I tried round one today! I started with a tire, and he did great. I'm sure he can handle more weight. I can't figure out how to put a picture in, but will post if I figure it out! I wasn't sure what to do with the breeching straps so I just took them off rather than letting them dangle, but I think it looks odd. Also, I noticed in the pictures that there is probably some weight/force going into his back (from the traces running through the tugs) because the angle isn't completely straight. Is this okay? I can't lower the tugs because the harness is already a tad to small. The collar, if anything is a bit big. But this is what I have. (I drive him in a leather "light" harness normally)

The owner drags the arena maybe 4 times a year. Our board is low compared with other places (boarders are also expected to help with chores) so there's not really much we can do to make it happen. I don't have the money for a chain harrow, but this is a fun project to do low tech. I usually work him outside of the arena because it is just too deep.


----------



## Max's Mom (Apr 14, 2014)

Here is a picture- let's hope it works!


----------



## paintponylvr (Apr 14, 2014)

Awwww, look at that! He's working. You guys look great. You will soon find that you need a longer set of driving lines, too. The short ones (for driving in your cart properly) just don't really work.

Gosh, I would die working mine in that arena. I am not in shape for that type of work - though I'm working on it again...
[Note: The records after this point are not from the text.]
use chrono::{DateTime, Utc};
use serde::{Deserialize, Serialize};
use uuid::Uuid;

use crate::models::technician::GeoPoint;

#[derive(Debug, Clone, Copy, PartialEq, Eq, Serialize, Deserialize)]
pub enum JobCategory {
    Install,
    Service,
    Maintenance,
}

impl JobCategory {
    pub fn label(&self) -> &'static str {
        match self {
            JobCategory::Install => "install",
            JobCategory::Service => "service",
            JobCategory::Maintenance => "maintenance",
        }
    }
}

#[derive(Debug, Clone, Copy, PartialEq, Eq, Serialize, Deserialize)]
pub enum JobStatus {
    Unassigned,
    Scheduled,
    InProgress,
    Completed,
    Canceled,
}

#[derive(Debug, Clone, Serialize, Deserialize)]
pub struct Job {
    pub id: Uuid,
    pub location: GeoPoint,
    pub category: JobCategory,
    pub estimated_hours: f64,
    pub customer_id: Option<Uuid>,
    pub status: JobStatus,
    pub created_at: DateTime<Utc>,
}

impl Job {
    pub fn estimated_minutes(&self) -> i64 {
        (self.estimated_hours * 60.0).round() as i64
    }
}

#[cfg(test)]
mod tests {
    use chrono::Utc;
    use uuid::Uuid;

    use super::{Job, JobCategory, JobStatus};
    use crate::models::technician::GeoPoint;

    fn job_lasting(hours: f64) -> Job {
        Job {
            id: Uuid::from_u128(1),
            location: GeoPoint { lat: 36.0, lng: -115.0 },
            category: JobCategory::Service,
            estimated_hours: hours,
            customer_id: None,
            status: JobStatus::Unassigned,
            created_at: Utc::now(),
        }
    }

    #[test]
    fn estimated_minutes_rounds_to_the_nearest_minute() {
        assert_eq!(job_lasting(1.75).estimated_minutes(), 105);
        assert_eq!(job_lasting(1.333).estimated_minutes(), 80);
        assert_eq!(job_lasting(0.0).estimated_minutes(), 0);
    }
}
use chrono::{Duration, NaiveTime};
use serde::Serialize;
use uuid::Uuid;

use crate::models::schedule::ScheduleEntry;

#[derive(Debug, Clone, Copy, PartialEq, Eq)]
pub enum OverlapPolicy {
    Strict,
    Buffered(i64),
}

#[derive(Debug, Clone, Copy)]
pub struct CandidateWindow {
    pub start: NaiveTime,
    pub end: NaiveTime,
}

#[derive(Debug, Clone, PartialEq, Eq, Serialize)]
pub struct Conflict {
    pub entry_id: Uuid,
    pub job_id: Uuid,
    pub start_time: NaiveTime,
    pub end_time: NaiveTime,
}

pub fn overlaps(
    a_start: NaiveTime,
    a_end: NaiveTime,
    b_start: NaiveTime,
    b_end: NaiveTime,
) -> bool {
    a_start < b_end && b_start < a_end
}

pub fn overlaps_with_buffer(
    a_start: NaiveTime,
    a_end: NaiveTime,
    b_start: NaiveTime,
    b_end: NaiveTime,
    buffer_minutes: i64,
) -> bool {
    overlaps(a_start, a_end, b_start, extend_end(b_end, buffer_minutes))
}

fn extend_end(end: NaiveTime, minutes: i64) -> NaiveTime {
    let (extended, wrapped_seconds) = end.overflowing_add_signed(Duration::minutes(minutes.max(0)));
    if wrapped_seconds > 0 {
        NaiveTime::from_hms_opt(23, 59, 59).expect("valid end-of-day clamp")
    } else {
        extended
    }
}

pub fn find_conflicts(
    candidate: &CandidateWindow,
    existing: &[ScheduleEntry],
    policy: OverlapPolicy,
) -> Vec<Conflict> {
    existing
        .iter()
        .filter(|entry| entry.is_active())
        .filter(|entry| match policy {
            OverlapPolicy::Strict => overlaps(
                candidate.start,
                candidate.end,
                entry.start_time,
                entry.end_time,
            ),
            OverlapPolicy::Buffered(gap_minutes) => overlaps_with_buffer(
                candidate.start,
                candidate.end,
                entry.start_time,
                entry.end_time,
                gap_minutes,
            ),
        })
        .map(|entry| Conflict {
            entry_id: entry.id,
            job_id: entry.job_id,
            start_time: entry.start_time,
            end_time: entry.end_time,
        })
        .collect()
}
I would take the traces out of your shaft holders/tugs and attach string, rope or your hold back straps to the breeching to use as trace carriers. I, too, have done what you are doing - but it makes a difference to have the angle of draft straight from the object you're pulling to the collar.


----------



## Marsha Cassada (Apr 14, 2014)

Years ago when I first got Dapper Dan, I asked him to drag an old dirt-encrusted wheel out of the pasture. It had been buried in the grass and I think it went to an abandoned Model T. He pulled and pulled, and then he laid down! I was told that was a sign that the load was too heavy for him. He very sensibly said "that is too heavy for me". If he had had appropriate harness, such as a hame instead of breast collar, I wonder if it would have made a difference?


----------



## paintponylvr (Apr 20, 2014)

Maybe and maybe not. First the weight was completely different (if he'd already been driving to a wheeled vehicle). Second, If you hadn't even really started him yet - he simply may not have known what to do/how to pull. Third, it may have just been too much for one little horse.

But yes, a collar and hames may have made a difference.

I have found that mine still have to learn how to pull - and it's very different to pull "dead weight" than to pull a lite weight wheeled vehicle. Even pulling a tire came as a surprise for some of ours. It takes them a while to learn how to best press into the collar (whether a breast collar or collar and hames) and how to lean into it and PUSH off with the hind legs. "Pulling" themselves forward with the front legs helps but isn't going to work by themselves - especially if the weight is heavy and "stuck".


----------